§ EXERCISE DETAILS
For every line that contains the string "CSharp", pull that line out of the material below.

§ DATA TO USE
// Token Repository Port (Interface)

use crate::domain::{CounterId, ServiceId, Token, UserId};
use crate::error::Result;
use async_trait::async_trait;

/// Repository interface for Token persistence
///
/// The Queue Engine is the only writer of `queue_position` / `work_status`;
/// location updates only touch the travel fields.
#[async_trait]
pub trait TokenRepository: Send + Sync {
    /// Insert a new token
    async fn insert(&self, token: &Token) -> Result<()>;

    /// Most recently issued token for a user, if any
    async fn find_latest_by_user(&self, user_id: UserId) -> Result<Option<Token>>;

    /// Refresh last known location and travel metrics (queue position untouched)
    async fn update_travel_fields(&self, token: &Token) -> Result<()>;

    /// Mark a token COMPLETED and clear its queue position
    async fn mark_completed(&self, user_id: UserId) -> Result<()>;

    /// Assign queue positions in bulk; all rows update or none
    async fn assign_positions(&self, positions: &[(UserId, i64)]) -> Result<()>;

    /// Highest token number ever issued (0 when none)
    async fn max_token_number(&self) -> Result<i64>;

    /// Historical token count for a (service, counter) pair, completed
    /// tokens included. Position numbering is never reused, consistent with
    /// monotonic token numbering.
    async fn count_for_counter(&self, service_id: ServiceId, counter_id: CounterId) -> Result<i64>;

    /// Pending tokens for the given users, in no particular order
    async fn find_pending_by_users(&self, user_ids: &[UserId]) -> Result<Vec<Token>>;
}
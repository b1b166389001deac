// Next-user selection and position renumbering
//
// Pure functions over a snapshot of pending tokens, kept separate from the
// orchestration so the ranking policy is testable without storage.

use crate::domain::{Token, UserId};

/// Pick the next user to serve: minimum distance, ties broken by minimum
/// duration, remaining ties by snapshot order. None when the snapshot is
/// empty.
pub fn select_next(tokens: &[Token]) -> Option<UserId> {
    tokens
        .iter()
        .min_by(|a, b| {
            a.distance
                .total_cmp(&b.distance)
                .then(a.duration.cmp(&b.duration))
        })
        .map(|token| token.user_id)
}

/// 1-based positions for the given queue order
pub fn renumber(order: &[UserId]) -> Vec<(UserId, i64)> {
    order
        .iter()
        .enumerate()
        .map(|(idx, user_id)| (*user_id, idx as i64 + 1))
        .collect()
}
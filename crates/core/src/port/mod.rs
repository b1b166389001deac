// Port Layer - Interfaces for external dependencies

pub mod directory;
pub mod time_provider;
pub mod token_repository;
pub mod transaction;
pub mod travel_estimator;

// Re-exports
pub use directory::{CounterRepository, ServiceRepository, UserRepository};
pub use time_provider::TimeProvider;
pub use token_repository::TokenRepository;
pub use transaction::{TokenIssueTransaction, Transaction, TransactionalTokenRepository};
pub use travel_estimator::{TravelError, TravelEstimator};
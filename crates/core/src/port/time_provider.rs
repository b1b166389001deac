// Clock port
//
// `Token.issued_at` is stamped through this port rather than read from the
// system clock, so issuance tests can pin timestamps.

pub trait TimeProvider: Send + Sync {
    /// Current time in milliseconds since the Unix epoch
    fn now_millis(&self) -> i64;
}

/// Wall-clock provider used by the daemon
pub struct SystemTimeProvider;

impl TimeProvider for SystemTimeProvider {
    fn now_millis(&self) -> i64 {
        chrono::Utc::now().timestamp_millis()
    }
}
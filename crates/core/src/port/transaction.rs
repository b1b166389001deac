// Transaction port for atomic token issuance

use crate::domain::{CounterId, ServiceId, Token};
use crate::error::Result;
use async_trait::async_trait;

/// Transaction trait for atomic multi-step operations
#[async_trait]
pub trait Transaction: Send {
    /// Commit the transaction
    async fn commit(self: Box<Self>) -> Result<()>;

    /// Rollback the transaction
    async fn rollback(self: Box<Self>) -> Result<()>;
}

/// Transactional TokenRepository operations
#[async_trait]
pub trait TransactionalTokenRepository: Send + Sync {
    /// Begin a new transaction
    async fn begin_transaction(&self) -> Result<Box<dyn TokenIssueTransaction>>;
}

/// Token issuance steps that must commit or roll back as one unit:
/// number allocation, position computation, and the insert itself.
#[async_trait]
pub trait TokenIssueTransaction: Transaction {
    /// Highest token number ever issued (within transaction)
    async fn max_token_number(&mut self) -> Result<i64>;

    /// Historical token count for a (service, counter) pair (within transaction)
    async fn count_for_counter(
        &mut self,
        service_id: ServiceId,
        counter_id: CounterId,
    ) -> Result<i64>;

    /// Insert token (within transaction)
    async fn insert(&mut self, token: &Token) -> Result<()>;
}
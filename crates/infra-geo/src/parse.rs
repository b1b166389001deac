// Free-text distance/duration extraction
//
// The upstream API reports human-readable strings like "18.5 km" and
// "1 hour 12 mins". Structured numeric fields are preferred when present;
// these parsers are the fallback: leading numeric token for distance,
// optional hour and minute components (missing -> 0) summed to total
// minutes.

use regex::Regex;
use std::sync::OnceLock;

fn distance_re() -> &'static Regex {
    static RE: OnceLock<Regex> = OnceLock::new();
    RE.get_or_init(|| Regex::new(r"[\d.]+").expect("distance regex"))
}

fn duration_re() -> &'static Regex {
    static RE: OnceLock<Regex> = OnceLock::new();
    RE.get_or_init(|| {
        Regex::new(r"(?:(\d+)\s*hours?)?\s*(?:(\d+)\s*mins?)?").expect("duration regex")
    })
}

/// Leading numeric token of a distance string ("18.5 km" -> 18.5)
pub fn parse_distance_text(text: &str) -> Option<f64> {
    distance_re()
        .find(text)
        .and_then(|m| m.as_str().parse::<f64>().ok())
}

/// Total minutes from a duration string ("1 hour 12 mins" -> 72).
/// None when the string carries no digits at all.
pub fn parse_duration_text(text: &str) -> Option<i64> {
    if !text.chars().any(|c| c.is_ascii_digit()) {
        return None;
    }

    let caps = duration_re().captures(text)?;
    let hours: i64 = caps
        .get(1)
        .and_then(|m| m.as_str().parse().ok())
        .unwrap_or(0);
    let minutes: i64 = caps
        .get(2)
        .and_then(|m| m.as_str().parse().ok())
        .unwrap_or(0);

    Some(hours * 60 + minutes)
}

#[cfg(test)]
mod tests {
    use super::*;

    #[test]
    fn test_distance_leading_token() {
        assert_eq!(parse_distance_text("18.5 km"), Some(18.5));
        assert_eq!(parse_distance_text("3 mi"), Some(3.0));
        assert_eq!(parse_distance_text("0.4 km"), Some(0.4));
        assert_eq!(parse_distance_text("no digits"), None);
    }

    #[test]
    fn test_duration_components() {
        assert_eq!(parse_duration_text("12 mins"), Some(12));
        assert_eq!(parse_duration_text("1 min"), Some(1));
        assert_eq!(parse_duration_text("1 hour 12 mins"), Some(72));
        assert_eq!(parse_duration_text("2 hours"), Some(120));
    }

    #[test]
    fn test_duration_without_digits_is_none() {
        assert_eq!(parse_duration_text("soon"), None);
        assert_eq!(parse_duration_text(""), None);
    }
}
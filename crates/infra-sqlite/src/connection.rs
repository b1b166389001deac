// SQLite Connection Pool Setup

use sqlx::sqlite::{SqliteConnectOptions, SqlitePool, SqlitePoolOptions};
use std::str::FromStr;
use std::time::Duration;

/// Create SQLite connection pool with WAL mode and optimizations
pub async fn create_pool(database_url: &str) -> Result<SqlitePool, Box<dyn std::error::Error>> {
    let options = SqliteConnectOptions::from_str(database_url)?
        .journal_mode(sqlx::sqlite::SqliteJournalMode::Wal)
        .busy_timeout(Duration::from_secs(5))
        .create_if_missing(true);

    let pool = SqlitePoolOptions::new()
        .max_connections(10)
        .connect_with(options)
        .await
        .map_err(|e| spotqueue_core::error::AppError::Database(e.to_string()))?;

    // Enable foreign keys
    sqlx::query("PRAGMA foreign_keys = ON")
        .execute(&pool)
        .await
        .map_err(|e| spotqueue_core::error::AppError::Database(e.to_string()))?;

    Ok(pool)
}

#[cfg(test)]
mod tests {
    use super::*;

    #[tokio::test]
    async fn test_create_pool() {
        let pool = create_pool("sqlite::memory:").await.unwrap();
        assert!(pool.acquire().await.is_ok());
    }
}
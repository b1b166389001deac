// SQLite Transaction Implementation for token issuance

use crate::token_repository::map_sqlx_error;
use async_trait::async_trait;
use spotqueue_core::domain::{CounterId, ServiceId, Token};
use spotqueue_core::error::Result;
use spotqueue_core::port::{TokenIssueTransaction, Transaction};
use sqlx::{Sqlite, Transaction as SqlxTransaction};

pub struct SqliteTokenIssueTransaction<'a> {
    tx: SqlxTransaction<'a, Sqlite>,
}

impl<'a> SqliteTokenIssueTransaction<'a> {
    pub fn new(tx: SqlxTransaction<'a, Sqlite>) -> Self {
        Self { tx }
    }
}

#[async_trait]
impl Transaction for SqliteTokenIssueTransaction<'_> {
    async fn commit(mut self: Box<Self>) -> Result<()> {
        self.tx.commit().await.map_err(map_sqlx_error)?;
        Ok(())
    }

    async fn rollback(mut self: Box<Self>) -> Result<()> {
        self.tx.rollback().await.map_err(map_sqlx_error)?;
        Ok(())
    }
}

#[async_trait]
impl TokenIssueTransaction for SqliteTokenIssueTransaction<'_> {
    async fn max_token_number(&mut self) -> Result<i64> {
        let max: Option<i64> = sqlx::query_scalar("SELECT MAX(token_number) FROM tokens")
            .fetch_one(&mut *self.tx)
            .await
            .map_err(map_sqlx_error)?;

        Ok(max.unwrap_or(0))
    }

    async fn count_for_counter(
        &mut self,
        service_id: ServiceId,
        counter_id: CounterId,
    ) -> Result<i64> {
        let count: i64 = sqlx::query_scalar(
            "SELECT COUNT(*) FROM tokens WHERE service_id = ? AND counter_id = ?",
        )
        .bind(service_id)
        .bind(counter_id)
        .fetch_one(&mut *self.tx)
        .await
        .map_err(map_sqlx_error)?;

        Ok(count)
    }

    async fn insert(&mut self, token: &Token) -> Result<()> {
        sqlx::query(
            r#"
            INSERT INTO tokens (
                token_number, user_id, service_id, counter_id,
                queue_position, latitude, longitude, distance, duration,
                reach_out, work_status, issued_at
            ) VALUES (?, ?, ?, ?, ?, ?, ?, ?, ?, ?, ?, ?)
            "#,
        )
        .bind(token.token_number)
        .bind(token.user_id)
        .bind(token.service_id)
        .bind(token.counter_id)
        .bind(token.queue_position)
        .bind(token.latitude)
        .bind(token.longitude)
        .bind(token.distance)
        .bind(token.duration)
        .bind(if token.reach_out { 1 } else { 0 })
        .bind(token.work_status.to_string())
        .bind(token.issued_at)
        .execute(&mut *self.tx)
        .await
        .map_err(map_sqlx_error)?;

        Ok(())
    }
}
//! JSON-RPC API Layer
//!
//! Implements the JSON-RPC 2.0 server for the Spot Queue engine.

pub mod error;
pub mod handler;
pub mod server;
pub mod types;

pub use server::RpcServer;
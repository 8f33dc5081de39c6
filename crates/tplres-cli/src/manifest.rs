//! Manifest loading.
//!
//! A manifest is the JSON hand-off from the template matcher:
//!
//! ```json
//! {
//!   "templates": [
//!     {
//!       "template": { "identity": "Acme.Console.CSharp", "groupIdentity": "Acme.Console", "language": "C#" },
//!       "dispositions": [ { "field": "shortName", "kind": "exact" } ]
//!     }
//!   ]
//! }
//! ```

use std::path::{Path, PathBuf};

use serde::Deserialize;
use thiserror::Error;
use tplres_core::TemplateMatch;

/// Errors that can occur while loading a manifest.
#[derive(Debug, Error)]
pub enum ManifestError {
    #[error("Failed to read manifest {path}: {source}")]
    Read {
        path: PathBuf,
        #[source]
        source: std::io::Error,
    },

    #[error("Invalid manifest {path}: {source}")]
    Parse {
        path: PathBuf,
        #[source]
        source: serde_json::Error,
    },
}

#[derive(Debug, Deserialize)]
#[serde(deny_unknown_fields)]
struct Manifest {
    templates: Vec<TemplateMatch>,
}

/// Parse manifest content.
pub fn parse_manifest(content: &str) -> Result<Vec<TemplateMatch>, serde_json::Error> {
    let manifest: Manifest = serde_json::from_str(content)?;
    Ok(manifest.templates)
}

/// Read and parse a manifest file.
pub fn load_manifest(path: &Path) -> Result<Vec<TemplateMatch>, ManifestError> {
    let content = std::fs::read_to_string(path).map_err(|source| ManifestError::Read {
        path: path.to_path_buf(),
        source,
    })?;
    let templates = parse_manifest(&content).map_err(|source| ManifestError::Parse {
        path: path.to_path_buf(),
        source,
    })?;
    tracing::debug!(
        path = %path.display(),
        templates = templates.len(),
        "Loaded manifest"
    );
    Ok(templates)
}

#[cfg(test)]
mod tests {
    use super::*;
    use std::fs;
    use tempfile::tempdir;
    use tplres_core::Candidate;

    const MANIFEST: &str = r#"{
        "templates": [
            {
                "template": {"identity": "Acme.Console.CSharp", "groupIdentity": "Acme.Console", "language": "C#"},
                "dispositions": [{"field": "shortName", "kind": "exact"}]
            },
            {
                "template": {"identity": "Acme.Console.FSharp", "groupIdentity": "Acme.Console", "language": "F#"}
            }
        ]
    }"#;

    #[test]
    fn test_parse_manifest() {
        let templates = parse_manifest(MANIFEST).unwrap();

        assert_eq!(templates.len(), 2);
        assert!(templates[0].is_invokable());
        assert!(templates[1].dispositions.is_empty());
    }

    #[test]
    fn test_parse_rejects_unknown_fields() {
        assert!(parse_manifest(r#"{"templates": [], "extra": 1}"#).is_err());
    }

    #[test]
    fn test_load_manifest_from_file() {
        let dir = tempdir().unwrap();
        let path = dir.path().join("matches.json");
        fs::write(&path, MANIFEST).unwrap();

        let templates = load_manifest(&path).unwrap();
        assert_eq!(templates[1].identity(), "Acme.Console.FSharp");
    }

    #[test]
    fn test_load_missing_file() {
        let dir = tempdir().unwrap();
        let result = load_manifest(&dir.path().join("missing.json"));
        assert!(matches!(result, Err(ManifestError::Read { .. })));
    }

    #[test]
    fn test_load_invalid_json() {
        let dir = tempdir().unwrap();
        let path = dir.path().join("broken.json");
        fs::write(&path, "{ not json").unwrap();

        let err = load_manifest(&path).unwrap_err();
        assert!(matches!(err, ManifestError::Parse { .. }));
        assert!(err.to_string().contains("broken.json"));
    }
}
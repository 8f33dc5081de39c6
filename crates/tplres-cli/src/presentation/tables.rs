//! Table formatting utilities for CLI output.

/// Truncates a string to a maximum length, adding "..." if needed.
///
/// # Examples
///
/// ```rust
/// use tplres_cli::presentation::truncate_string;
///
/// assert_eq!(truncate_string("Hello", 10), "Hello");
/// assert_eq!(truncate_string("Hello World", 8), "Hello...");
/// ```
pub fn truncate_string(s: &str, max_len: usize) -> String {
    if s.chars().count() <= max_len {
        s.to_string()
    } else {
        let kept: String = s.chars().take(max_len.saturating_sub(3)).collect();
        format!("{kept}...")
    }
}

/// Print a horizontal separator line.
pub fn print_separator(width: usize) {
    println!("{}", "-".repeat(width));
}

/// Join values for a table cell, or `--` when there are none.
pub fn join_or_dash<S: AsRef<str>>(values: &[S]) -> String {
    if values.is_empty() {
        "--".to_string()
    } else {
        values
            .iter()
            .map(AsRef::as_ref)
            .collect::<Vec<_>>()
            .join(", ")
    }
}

§ WRITTEN RESPONSE
//!       "template": { "identity": "Acme.Console.CSharp", "groupIdentity": "Acme.Console", "language": "C#" },
                "template": {"identity": "Acme.Console.CSharp", "groupIdentity": "Acme.Console", "language": "C#"},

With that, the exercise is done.